May prove enlightening to would-be retirees.

CHANGING LANES

COUPLES REDEFINING RETIREMENT

Retired social psychologist and first-time author Battaglia enters the self-help pantheon with a guide to retirement.

This weighty manual, featuring more than 100 interviews in 12 chapters, employs a sustained automotive metaphor: A qualified “driver” helps readers transition into a fulfilling retirement. Interviews provide illustrative material for each theme the book introduces, significantly enhancing the text with their forthrightness. However, two assumptions somewhat restrict the book’s target audience. The title is intended for couples, married or otherwise, who will read and discuss the book together. It also expects that readers will move into a retirement community. As a result, the author fails to address unmarried or widowed retirees or couples that remain in their pre-retirement homes.
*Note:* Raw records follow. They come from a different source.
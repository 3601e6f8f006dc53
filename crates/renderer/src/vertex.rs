//! Vertex types and layouts for rendering.

use bytemuck::{Pod, Zeroable};

/// Sphere vertex: homogeneous point, gradient colour and outward normal.
#[repr(C)]
#[derive(Debug, Clone, Copy, PartialEq, Pod, Zeroable)]
pub struct SphereVertex {
    pub point: [f32; 4],
    pub colour: [f32; 4],
    pub normal: [f32; 3],
}

impl SphereVertex {
    /// Locations must match the `vs_point`, `vs_colour` and `vs_normal` inputs of the sphere shader.
    pub const POINT_LOCATION: u32 = 0;
    pub const COLOUR_LOCATION: u32 = 1;
    pub const NORMAL_LOCATION: u32 = 2;

    pub fn layout() -> wgpu::VertexBufferLayout<'static> {
        wgpu::VertexBufferLayout {
            array_stride: std::mem::size_of::<SphereVertex>() as wgpu::BufferAddress,
            step_mode: wgpu::VertexStepMode::Vertex,
            attributes: &[
                // Point
                wgpu::VertexAttribute {
                    offset: 0,
                    shader_location: Self::POINT_LOCATION,
                    format: wgpu::VertexFormat::Float32x4,
                },
                // Colour
                wgpu::VertexAttribute {
                    offset: std::mem::size_of::<[f32; 4]>() as wgpu::BufferAddress,
                    shader_location: Self::COLOUR_LOCATION,
                    format: wgpu::VertexFormat::Float32x4,
                },
                // Normal
                wgpu::VertexAttribute {
                    offset: std::mem::size_of::<[f32; 8]>() as wgpu::BufferAddress,
                    shader_location: Self::NORMAL_LOCATION,
                    format: wgpu::VertexFormat::Float32x3,
                },
            ],
        }
    }
}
Chapters 6 and 7, which deal with relationship issues, become optional for single readers.  Chapter 5, entitled “Bumps in the Road,” is easily the most useful aspect of the book and would be beneficial to any reader. It includes hands-on information about caregiving, such as useful resources and advice for how to deal with numerous unexpected eventualities. The author urges readers to become proficient in CPR, for example. The author approaches all topics with a plethora of information, advice and suggestions, and sometimes this material becomes too simplistic. If target readers have the income to sustain a comfortable retirement, then they have likely acquired a breadth of experience and education that does not require such basic instruction as when to call 911 and what to tell the medical team when it arrives. In this respect, the manual can become cumbersome. Still, many readers may find this guide invaluable in various other aspects.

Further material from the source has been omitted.